- Born: Yvonne Helen Karnes February 7, 1927 Houston, Texas, U.S.
- Died: September 16, 2013 (aged 86) Simi Valley, California, U.S.
- Occupations: Film choreographer, dancer, and dance instructor
- Spouse: Jesse Wayne Swayze ​ ​(m. 1945; died 1982)​
- Children: 5, including Patrick and Don
- Career
- Former groups: Houston Jazz Ballet Company Swayze School of Dance

= Patsy Swayze =

American choreographer and dancer (1927–2013)

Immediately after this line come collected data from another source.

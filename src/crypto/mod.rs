//! Cryptographic primitives for deaddrop.
//!
//! Everything the protocol stores or advertises is protected by the building
//! blocks in this module:
//!
//! - **XSalsa20-Poly1305** chunked authenticated encryption for all stored
//!   values ([`cipher`])
//! - **Argon2id** for password keys and one-time lookup streams
//! - **BLAKE2b-256** base58 multihashes as content addresses ([`multihash`])
//! - the one-time (tag → key) lookup table bridging rendezvous pointers and
//!   message blobs ([`lookup`])

pub mod cipher;
pub mod lookup;
pub mod multihash;

pub use cipher::{Cipher, CipherConfig, CipherKind, NoncePolicy, PeerCipher, SecretBoxCipher};
pub use lookup::LookupTable;

use crate::error::{DeaddropError, Result};
use argon2::{Algorithm, Argon2, Params, Version};
use rand::{rngs::OsRng, RngCore};

/// Length in bytes of a symmetric cipher key.
pub const KEY_LENGTH: usize = 32;

/// Argon2id time cost for all protocol derivations.
const ARGON2_TIME_COST: u32 = 1;

/// Argon2id memory cost in KiB (64 MiB).
const ARGON2_MEMORY_KIB: u32 = 64 * 1024;

/// Argon2id degree of parallelism.
const ARGON2_LANES: u32 = 4;

/// Returns `len` bytes of CSPRNG data.
pub fn gen_rand_bytes(len: usize) -> Vec<u8> {
    let mut bytes = vec![0u8; len];
    OsRng.fill_bytes(&mut bytes);
    bytes
}

/// Returns a random identifier of `len` bytes, hex encoded.
pub fn gen_rand_hex_id(len: usize) -> String {
    hex::encode(gen_rand_bytes(len))
}

/// Derives `out.len()` bytes from `password` and `salt` using Argon2id with
/// the protocol's fixed parameters (t=1, m=64 MiB, p=4).
///
/// The parameters are part of the wire contract: two peers feeding the same
/// inputs must produce bit-identical streams.
pub fn derive_stream(password: &[u8], salt: &[u8], out: &mut [u8]) -> Result<()> {
    let params = Params::new(
        ARGON2_MEMORY_KIB,
        ARGON2_TIME_COST,
        ARGON2_LANES,
        Some(out.len()),
    )
    .map_err(DeaddropError::crypto)?;
    Argon2::new(Algorithm::Argon2id, Version::V0x13, params)
        .hash_password_into(password, salt, out)
        .map_err(DeaddropError::crypto)
}

/// Derives a 32-byte symmetric key from a password and salt.
pub fn derive_key(password: &[u8], salt: &[u8]) -> Result<[u8; KEY_LENGTH]> {
    let mut key = [0u8; KEY_LENGTH];
    derive_stream(password, salt, &mut key)?;
    Ok(key)
}

#[cfg(test)]
mod tests {
    use super::*;

    #[test]
    fn test_derive_key_is_deterministic() {
        let key1 = derive_key(b"password", b"0123456789abcdef").unwrap();
        let key2 = derive_key(b"password", b"0123456789abcdef").unwrap();
        assert_eq!(key1, key2);
    }

    #[test]
    fn test_derive_key_varies_with_salt() {
        let key1 = derive_key(b"password", b"0123456789abcdef").unwrap();
        let key2 = derive_key(b"password", b"fedcba9876543210").unwrap();
        assert_ne!(key1, key2);
    }

    #[test]
    fn test_derive_stream_length() {
        let mut out = [0u8; 96];
        derive_stream(b"password", b"0123456789abcdef", &mut out).unwrap();
        assert!(out.iter().any(|&b| b != 0));
    }

    #[test]
    fn test_gen_rand_bytes() {
        let a = gen_rand_bytes(32);
        let b = gen_rand_bytes(32);
        assert_eq!(a.len(), 32);
        assert_ne!(a, b);
    }

    #[test]
    fn test_gen_rand_hex_id_length() {
        let id = gen_rand_hex_id(12);
        assert_eq!(id.len(), 24);
        assert!(id.chars().all(|c| c.is_ascii_hexdigit()));
    }
}
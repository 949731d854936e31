//! One-time lookup tables.
//!
//! A lookup table is the bridge between rendezvous pointers and message
//! blobs: a finite map of one-time `tag → key` pairs derived per chat, per
//! peer. The sender consumes entries to label and encrypt what it publishes;
//! every other peer derives the same table from the shared pepper and the
//! sender's entropy, and consumes the matching entries on retrieval.
//!
//! Entries are popped on use and never reissued. Exhaustion is terminal for
//! that (chat, peer) pairing.

use crate::crypto::{derive_stream, CipherKind, KEY_LENGTH};
use crate::error::{DeaddropError, Result};
use base64::{engine::general_purpose::STANDARD as BASE64, Engine};
use rand::{rngs::OsRng, Rng};
use serde::{Deserialize, Serialize};
use std::collections::BTreeMap;

/// Length in bytes of a lookup tag before base64 encoding.
pub const TAG_LENGTH: usize = 24;

/// Default entry count for newly derived tables.
pub const DEFAULT_COUNT: usize = 10000;

/// Length in bytes of a pepper.
pub const PEPPER_LENGTH: usize = 64;

/// Length in bytes of a peer's handshake entropy.
pub const ENTROPY_LENGTH: usize = 96;

/// A finite map of one-time (tag → key) pairs.
#[derive(Debug, Clone, PartialEq, Eq, Default, Serialize, Deserialize)]
pub struct LookupTable {
    entries: BTreeMap<String, Vec<u8>>,
}

impl LookupTable {
    /// Derives a table from a chat-wide pepper and one peer's entropy.
    ///
    /// The entropy is split into three 32-byte slices `e1, e2, e3`; two
    /// Argon2id streams then yield the tags (24 bytes each, from `pepper`
    /// keyed by `e2`) and the keys (from `e1` keyed by `e3`). Entries are
    /// taken from slots `1..count`: the zeroth slot is intentionally unused,
    /// and a `count`-entry request yields `count - 1` usable pairs. Peers
    /// deriving from the same inputs depend on that exact iteration, so it is
    /// part of the wire contract.
    pub fn generate(
        pepper: &[u8; PEPPER_LENGTH],
        entropy: &[u8; ENTROPY_LENGTH],
        kind: CipherKind,
        count: usize,
    ) -> Result<Self> {
        if count < 1 {
            return Err(DeaddropError::invalid_input(
                "count must be greater than or equal to 1",
            ));
        }
        let key_length = match kind {
            CipherKind::SecretBox => KEY_LENGTH,
        };

        let (e1, rest) = entropy.split_at(32);
        let (e2, e3) = rest.split_at(32);

        let mut tag_stream = vec![0u8; count * TAG_LENGTH];
        derive_stream(pepper, e2, &mut tag_stream)?;
        let mut key_stream = vec![0u8; count * key_length];
        derive_stream(e1, e3, &mut key_stream)?;

        let mut entries = BTreeMap::new();
        for i in 1..count {
            let tag = BASE64.encode(&tag_stream[(i - 1) * TAG_LENGTH..i * TAG_LENGTH]);
            let key = key_stream[(i - 1) * key_length..i * key_length].to_vec();
            entries.insert(tag, key);
        }
        Ok(Self { entries })
    }

    /// Removes and returns the key for `tag`, if present.
    pub fn pop_by_tag(&mut self, tag: &str) -> Option<Vec<u8>> {
        self.entries.remove(tag)
    }

    /// Returns the key for `tag` without consuming it.
    pub fn get(&self, tag: &str) -> Option<&[u8]> {
        self.entries.get(tag).map(Vec::as_slice)
    }

    /// Removes and returns a uniformly random entry.
    pub fn pop_random(&mut self) -> Result<(String, Vec<u8>)> {
        if self.entries.is_empty() {
            return Err(DeaddropError::LookupExhausted);
        }
        let index = OsRng.gen_range(0..self.entries.len());
        let tag = self
            .entries
            .keys()
            .nth(index)
            .cloned()
            .ok_or(DeaddropError::LookupExhausted)?;
        let key = self
            .entries
            .remove(&tag)
            .ok_or(DeaddropError::LookupExhausted)?;
        Ok((tag, key))
    }

    /// Number of remaining entries.
    pub fn len(&self) -> usize {
        self.entries.len()
    }

    /// Whether the table is exhausted.
    pub fn is_empty(&self) -> bool {
        self.entries.is_empty()
    }
}

#[cfg(test)]
mod tests {
    use super::*;

    fn test_inputs() -> ([u8; PEPPER_LENGTH], [u8; ENTROPY_LENGTH]) {
        let mut pepper = [0u8; PEPPER_LENGTH];
        let mut entropy = [0u8; ENTROPY_LENGTH];
        for (i, b) in pepper.iter_mut().enumerate() {
            *b = i as u8;
        }
        for (i, b) in entropy.iter_mut().enumerate() {
            *b = (255 - i) as u8;
        }
        (pepper, entropy)
    }

    #[test]
    fn test_generate_skips_zeroth_slot() {
        let (pepper, entropy) = test_inputs();
        let table = LookupTable::generate(&pepper, &entropy, CipherKind::SecretBox, 10).unwrap();
        assert_eq!(table.len(), 9);
    }

    #[test]
    fn test_generate_full_scale_tags_unique() {
        let (pepper, entropy) = test_inputs();
        let table =
            LookupTable::generate(&pepper, &entropy, CipherKind::SecretBox, DEFAULT_COUNT).unwrap();
        // The map deduplicates, so a full count proves every tag is distinct.
        assert_eq!(table.len(), DEFAULT_COUNT - 1);
    }

    #[test]
    fn test_generate_is_deterministic() {
        let (pepper, entropy) = test_inputs();
        let a = LookupTable::generate(&pepper, &entropy, CipherKind::SecretBox, 32).unwrap();
        let b = LookupTable::generate(&pepper, &entropy, CipherKind::SecretBox, 32).unwrap();
        assert_eq!(a, b);
    }

    #[test]
    fn test_generate_varies_with_entropy() {
        let (pepper, entropy) = test_inputs();
        let mut other = entropy;
        other[0] ^= 0xff;
        let a = LookupTable::generate(&pepper, &entropy, CipherKind::SecretBox, 32).unwrap();
        let b = LookupTable::generate(&pepper, &other, CipherKind::SecretBox, 32).unwrap();
        assert_ne!(a, b);
    }

    #[test]
    fn test_zero_count_rejected() {
        let (pepper, entropy) = test_inputs();
        assert!(LookupTable::generate(&pepper, &entropy, CipherKind::SecretBox, 0).is_err());
    }

    #[test]
    fn test_count_one_yields_empty_table() {
        let (pepper, entropy) = test_inputs();
        let mut table = LookupTable::generate(&pepper, &entropy, CipherKind::SecretBox, 1).unwrap();
        assert!(table.is_empty());
        assert!(matches!(
            table.pop_random(),
            Err(DeaddropError::LookupExhausted)
        ));
    }

    #[test]
    fn test_pop_by_tag_consumes() {
        let (pepper, entropy) = test_inputs();
        let mut table =
            LookupTable::generate(&pepper, &entropy, CipherKind::SecretBox, 16).unwrap();
        let (tag, key) = table.pop_random().unwrap();
        assert_eq!(key.len(), KEY_LENGTH);
        assert!(table.pop_by_tag(&tag).is_none());

        let remaining: Vec<String> = table.entries.keys().cloned().collect();
        let target = &remaining[0];
        assert!(table.pop_by_tag(target).is_some());
        assert!(table.pop_by_tag(target).is_none());
    }

    #[test]
    fn test_pop_random_drains_to_exhaustion() {
        let (pepper, entropy) = test_inputs();
        let mut table = LookupTable::generate(&pepper, &entropy, CipherKind::SecretBox, 8).unwrap();
        let mut seen = std::collections::HashSet::new();
        while let Ok((tag, _)) = table.pop_random() {
            assert!(seen.insert(tag), "tag reissued");
        }
        assert!(table.is_empty());
        assert_eq!(seen.len(), 7);
        assert!(matches!(
            table.pop_random(),
            Err(DeaddropError::LookupExhausted)
        ));
    }

    #[test]
    fn test_get_is_non_destructive() {
        let (pepper, entropy) = test_inputs();
        let table = LookupTable::generate(&pepper, &entropy, CipherKind::SecretBox, 8).unwrap();
        let tag = table.entries.keys().next().cloned().unwrap();
        assert!(table.get(&tag).is_some());
        assert!(table.get(&tag).is_some());
        assert_eq!(table.len(), 7);
    }

    #[test]
    fn test_serde_round_trip() {
        let (pepper, entropy) = test_inputs();
        let table = LookupTable::generate(&pepper, &entropy, CipherKind::SecretBox, 8).unwrap();
        let bytes = bincode::serialize(&table).unwrap();
        let restored: LookupTable = bincode::deserialize(&bytes).unwrap();
        assert_eq!(table, restored);
    }
}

Yvonne Helen "Patsy" Swayze (née Karnes; February 7, 1927 – September 16, 2013) was an American film choreographer, dancer, and dance instructor, and the mother of actors Patrick Swayze and Don Swayze. Her credits include choreography for Urban Cowboy, Liar's Moon and Hope Floats.

==Early life==
Swayze grew up in Houston, the daughter of Gladys Mae Karnes (née Snell), a nurse, and Victor Elliott Karnes, a World War I pilot and geologist.

When she was 10 years old, Swayze was hit by a car and her mother enrolled her in dance classes for therapy. She eventually trained in both jazz and classical ballet.

While in high school, she met and married Jesse Wayne "Buddy" Swayze, a mechanical engineer. The couple had five children, including actors Patrick Swayze and Don Swayze. The family lived on Wakefield Street in the Garden Oaks neighborhood of Houston. They later moved to another home on Del Norte Street.

==Career==
In the 1960s, Swayze founded and directed both the Houston Jazz Ballet Company, and her own Houston dance studio, the Swayze School of Dance. All five of her children became dancers and actors, and Patsy's training has been credited for leading her son Patrick to his starring role in Dirty Dancing in 1987. Patrick met his future wife, film director and actress Lisa Niemi, while they were Patsy's students at the Swayze School of Dance.

In addition to her own dance studio, for eighteen years Swayze taught dance and choreography at the University of Houston. Her most famous students included future Emmy Award winner Debbie Allen, Randy Quaid, Jaclyn Smith and future ten-time Tony Award winner Tommy Tune.

Patsy Swayze transitioned to film by choreographing her first movie, Urban Cowboy, starring John Travolta and Debra Winger. The success of Urban Cowboy essentially launched her career as a film choreographer.

In 1981, Patsy Swayze moved from Houston to southern California. She choreographed numerous films over the next three decades, including Liar's Moon in 1982 and Hope Floats in 1998. She teamed with her daughter-in-law Lisa Niemi to choreograph the 2003 film, One Last Dance, which starred Niemi, Patrick Swayze and George de la Peña.

She planned to retire from teaching and focus on film work, but instead opened a dance studio in a Simi Valley shopping center that operated for more than twenty years.

==Death==
On September 8, 2013, Swayze had a stroke at the age of 86. She died of stroke complications eight days later at her home in Simi Valley.

Swayze was predeceased by her parents; her husband, who died of a heart attack at the age of 57 in 1982; her oldest daughter Vicky Lynn, who died from a suicide involving a drug overdose in 1994 at the age of 45; her actor son Patrick, who died of pancreatic cancer in 2009 at the age of 57; her sisters, Kathryn Buildt and Diana Latham; and her brother, Elliott Karnes. Her younger son Sean, who served as an "entertainment Teamster," died in 2025 from an upper gastrointestinal bleed caused by "severe metabolic acidosis, esophageal varices, and alcoholic liver cirrhosis," at the age of 63.